Task requirements:
Each line of the listing where the string "sized" appears is to be identified and copied.

Stored data:
//! Type-indexed property bag threaded through every task invocation.
//!
//! `Context` is cloned wholesale into each task at schedule time; later
//! mutations to the originating [`crate::store::Store`]'s context never
//! reach work already in flight. Internally it maps `TypeId -> Arc<dyn Any>`
//! the same way a dependency-injection container would, keyed by
//! zero-sized [`ContextKey`] marker types rather than strings so lookups
//! are resolved at compile time and a typo can't silently miss.

use std::any::{Any, TypeId};
use std::collections::HashMap;
use std::fmt;
use std::sync::Arc;

/// A typed slot in a [`Context`].
///
/// Implementors are usually zero-sized marker types; `Value` is what gets
/// stored and retrieved, and `default_value` is returned when the key has
/// never been set.
pub trait ContextKey: 'static {
    type Value: Clone + Send + Sync + 'static;

    fn default_value() -> Self::Value;
}

#[derive(Clone, Default)]
pub struct Context {
    values: HashMap<TypeId, Arc<dyn Any + Send + Sync>>,
}

impl Context {
    pub fn new() -> Self {
        Self::default()
    }

    pub fn get<K: ContextKey>(&self) -> K::Value {
        self.values
            .get(&TypeId::of::<K>())
            .and_then(|v| v.downcast_ref::<K::Value>())
            .cloned()
            .unwrap_or_else(K::default_value)
    }

    pub fn set<K: ContextKey>(&mut self, value: K::Value) -> &mut Self {
        self.values.insert(TypeId::of::<K>(), Arc::new(value));
        self
    }

    pub fn with<K: ContextKey>(mut self, value: K::Value) -> Self {
        self.set::<K>(value);
        self
    }

    pub fn contains<K: ContextKey>(&self) -> bool {
        self.values.contains_key(&TypeId::of::<K>())
    }
}

impl fmt::Debug for Context {
    fn fmt(&self, f: &mut fmt::Formatter<'_>) -> fmt::Result {
        f.debug_struct("Context")
            .field("entries", &self.values.len())
            .finish()
    }
}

Exercise answer:
//! zero-sized [`ContextKey`] marker types rather than strings so lookups
/// Implementors are usually zero-sized marker types; `Value` is what gets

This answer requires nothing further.